I’ll post more about this utility in another few posts, but today’s post was emulating the messaging that Find/Replace gives you when you use the native function. Specifically, I wanted to give the user a total count of the changes made after running the “batch”.
Here’s where I had to put on the ol’ thinking cap. When you use the Find/Replace function in Excel, you get a response that looks something like this:
Okay, great. Exactly what I want to present. However, when you use the Range.Replace method in VBA, you don’t get a count of items replaced as the return for the method. The Range.Replace method returns a boolean. How frickin annoying is that?

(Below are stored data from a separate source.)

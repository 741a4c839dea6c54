use quest_core::ProgressionConfig;
use quest_core::model::Progress;
use storage::{ProgressRecord, ProgressRepository, SqliteRepository, StorageError};

async fn connect(name: &str) -> SqliteRepository {
    let url = format!("sqlite:file:{name}?mode=memory&cache=shared");
    let repo = SqliteRepository::connect(&url).await.expect("connect");
    repo.migrate().await.expect("migrate");
    repo
}

#[tokio::test]
async fn empty_store_loads_nothing() {
    let repo = connect("memdb_empty").await;
    assert!(repo.load().await.unwrap().is_none());
}

#[tokio::test]
async fn snapshot_round_trips_and_replaces() {
    let repo = connect("memdb_roundtrip").await;
    let config = ProgressionConfig::default();

    let mut progress = Progress::new_default(&config);
    for _ in 0..4 {
        progress.apply_correct_answer(0, &config);
    }
    progress.set_current(1);

    let record = ProgressRecord::from_progress(&progress);
    repo.save(&record).await.unwrap();
    assert_eq!(repo.load().await.unwrap(), Some(record.clone()));

    // Saving again fully replaces the previous snapshot.
    progress.apply_correct_answer(1, &config);
    let updated = ProgressRecord::from_progress(&progress);
    repo.save(&updated).await.unwrap();

    let loaded = repo.load().await.unwrap().unwrap();
    assert_eq!(loaded, updated);
    assert_ne!(loaded, record);
    assert_eq!(loaded.into_progress(&config).unwrap(), progress);
}

#[tokio::test]
async fn corrupted_row_reports_serialization_error() {
    let repo = connect("memdb_corrupt").await;

    sqlx::query("INSERT INTO progress (id, snapshot) VALUES (1, 'not json at all')")
        .execute(repo.pool())
        .await
        .unwrap();

    let err = repo.load().await.unwrap_err();
    assert!(matches!(err, StorageError::Serialization(_)));
}

#[tokio::test]
async fn clear_progress_drops_the_snapshot() {
    let repo = connect("memdb_clear").await;
    let record = ProgressRecord::from_progress(&Progress::new_default(&ProgressionConfig::default()));
    repo.save(&record).await.unwrap();
    assert!(repo.load().await.unwrap().is_some());

    repo.clear_progress().await.unwrap();
    assert!(repo.load().await.unwrap().is_none());
}

#[tokio::test]
async fn migrations_are_idempotent() {
    let repo = connect("memdb_migrate_twice").await;
    repo.migrate().await.expect("second migrate");

    let record = ProgressRecord::from_progress(&Progress::new_default(&ProgressionConfig::default()));
    repo.save(&record).await.unwrap();
    assert_eq!(repo.load().await.unwrap(), Some(record));
}
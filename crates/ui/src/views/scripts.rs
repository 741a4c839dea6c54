/// Confetti burst on the overlay canvas, fire-and-forget.
///
/// The animation owns the canvas with id `confetti-canvas` and cleans
/// itself up after ~1.8s; the core never hears back from it.
pub(super) fn confetti_script() -> String {
    r#"(function() {
        const canvas = document.getElementById("confetti-canvas");
        if (!canvas || !canvas.getContext) { return; }
        const ctx = canvas.getContext("2d");
        canvas.width = window.innerWidth;
        canvas.height = window.innerHeight;
        const palette = ["#8bd26f", "#f6e05e", "#34d399", "#60a5fa", "#a78bfa", "#f472b6"];
        let pieces = [];
        for (let i = 0; i < 70; i++) {
            pieces.push({
                x: window.innerWidth / 2 + (Math.random() * 500 - 250),
                y: window.innerHeight / 2 - 80 + (Math.random() * 40 - 20),
                vx: (Math.random() - 0.5) * 6,
                vy: Math.random() * -6 - 2,
                size: Math.random() * 8 + 4,
                rot: Math.random() * 360,
                color: palette[Math.floor(Math.random() * palette.length)],
            });
        }
        const draw = () => {
            ctx.clearRect(0, 0, canvas.width, canvas.height);
            if (pieces.length === 0) { return; }
            pieces.forEach((p, idx) => {
                p.x += p.vx;
                p.y += (p.vy += 0.18);
                p.rot += p.vx * 4;
                ctx.save();
                ctx.translate(p.x, p.y);
                ctx.rotate(p.rot * Math.PI / 180);
                ctx.fillStyle = p.color;
                ctx.fillRect(-p.size / 2, -p.size / 2, p.size, p.size * 0.6);
                ctx.restore();
                if (p.y > window.innerHeight + 60) { pieces.splice(idx, 1); }
            });
            if (pieces.length > 0) { requestAnimationFrame(draw); }
        };
        requestAnimationFrame(draw);
        setTimeout(() => { pieces = []; }, 1800);
    })();"#
        .to_owned()
}
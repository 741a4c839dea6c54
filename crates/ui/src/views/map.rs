use std::time::Duration;

use dioxus::prelude::*;

use quest_core::model::Progress;

use crate::context::AppContext;
use crate::views::QuizModal;
use crate::vm::{MapVm, QuizVm, scenery_items};

/// How long a locked node wiggles when clicked.
const SHAKE_DURATION: Duration = Duration::from_millis(240);

#[component]
pub fn MapView() -> Element {
    let ctx = use_context::<AppContext>();
    let quiz_loop = ctx.quiz_loop();
    let mut progress = use_signal(|| None::<Progress>);
    let quiz = use_signal(|| None::<QuizVm>);
    let mut generation = use_signal(|| 0_u64);
    let mut shaking = use_signal(|| None::<usize>);

    // One-time load; anything unreadable falls back to a fresh map.
    let quiz_loop_for_load = quiz_loop.clone();
    use_future(move || {
        let quiz_loop = quiz_loop_for_load.clone();
        async move {
            let loaded = quiz_loop.progress_service().load_or_default().await;
            progress.set(Some(loaded));
        }
    });

    let config = quiz_loop.progress_service().config().clone();
    let layout = ctx.layout().clone();

    let vm = match progress.read().as_ref() {
        Some(state) => MapVm::build(state, &config, &layout),
        None => {
            return rsx! {
                div { class: "map-loading", "Loading…" }
            };
        }
    };
    let scenery = scenery_items(vm.tiles.len(), &layout);

    rsx! {
        header { class: "hud",
            h1 { "Quest" }
            div { class: "hud-stats",
                span { class: "hud-current", "Node {vm.current_node_number}" }
                span { class: "hud-xp", "{vm.total_xp} XP" }
            }
        }
        div { class: "map-wrap",
            div { class: "path", style: "height: {vm.total_height}px;",
                for (slot, item) in scenery.into_iter().enumerate() {
                    {
                        let class = item.kind.css_class();
                        let scale = 1.0 + (item.seed % 3) as f32 * 0.15;
                        rsx! {
                            div {
                                key: "scenery-{slot}",
                                class: "{class}",
                                style: "left: {item.x_percent}%; top: {item.y_offset}px; transform: scale({scale});",
                            }
                        }
                    }
                }
                for tile in vm.tiles.into_iter() {
                    {
                        let quiz_loop = quiz_loop.clone();
                        let index = tile.index;
                        let unlocked = tile.unlocked;
                        let class = if shaking() == Some(index) {
                            format!("{} shake", tile.css_class())
                        } else {
                            tile.css_class().to_owned()
                        };
                        rsx! {
                            div {
                                key: "node-{index}",
                                class: "{class}",
                                style: "left: {tile.x_percent}%; top: {tile.y_offset}px;",
                                title: "{tile.tooltip()}",
                                onclick: move |_| {
                                    if !unlocked {
                                        shaking.set(Some(index));
                                        spawn(async move {
                                            tokio::time::sleep(SHAKE_DURATION).await;
                                            if shaking() == Some(index) {
                                                shaking.set(None);
                                            }
                                        });
                                        return;
                                    }
                                    let quiz_loop = quiz_loop.clone();
                                    let mut quiz = quiz;
                                    spawn(async move {
                                        let Some(mut state) = progress() else {
                                            return;
                                        };
                                        match quiz_loop.open(&mut state, index).await {
                                            Ok(Some(session)) => {
                                                let xp = state.node(index).map_or(0, |n| n.xp());
                                                let required = quiz_loop
                                                    .progress_service()
                                                    .config()
                                                    .required_xp(index);
                                                progress.set(Some(state));
                                                generation += 1;
                                                quiz.set(Some(QuizVm::new(session, xp, required)));
                                            }
                                            Ok(None) | Err(_) => progress.set(Some(state)),
                                        }
                                    });
                                },
                                div { class: "num", "{tile.number}" }
                                div { class: "xp-badge", "{tile.xp_badge()}" }
                            }
                        }
                    }
                }
            }
        }
        QuizModal { quiz, progress, generation }
    }
}
mod difficulty;
mod node;
mod progress;
mod question;

pub use difficulty::Difficulty;
pub use node::{Node, NodeError};
pub use progress::{Progress, ProgressError};
pub use question::{Question, QuestionError};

So I started thinking what was the best way to capture the total number of items changed? The first one that springs to mind is the good old For/Next loop. Set a range variable, loop through all the cells in that range, check ’em out to see if their contents match your “find” string (which you have doubtlessly captured as part of an input box or something similar), and if the contents match, change them with the “replace” string and increment a counter variable.
Sure. That would work. But I don’t like to iterate through ranges if I don’t have to. Doing so in VBA tends to take a lot of processing time, especially the bigger your range. I really wanted to use the Range.Replace method if I could because it was designed to take on large chunks of ranges in a single statement.
So, how to do it?
I decided on another function that’s designed to take on large ranges in a single statement: COUNTIF. Using Application.WorksheetFunctions.CountIf, I was able to use the range I’m acting upon as the first parameter, and the “find” string as the second. Bracket the “find” string with a couple wildcard “*”s and pass the COUNTIF result to a long variable, and suddenly I had captured the number of changes I’d be making and actually making the changes, all in two lines of code.
Now, the code looks something like this:
Const sWILDCARD As String = "*"
Dim sFind As String
Dim rReplace As Range
Dim lCount As Long
sFind = Application.InputBox("Enter the string to be found:")
Set rReplace = Selection
lCount = Application.WorksheetFunction.CountIf(Rng, sWILDCARD & sFind & sWILDCARD)
'...more code here as needed
Two lines of code. It’s a beautiful thing.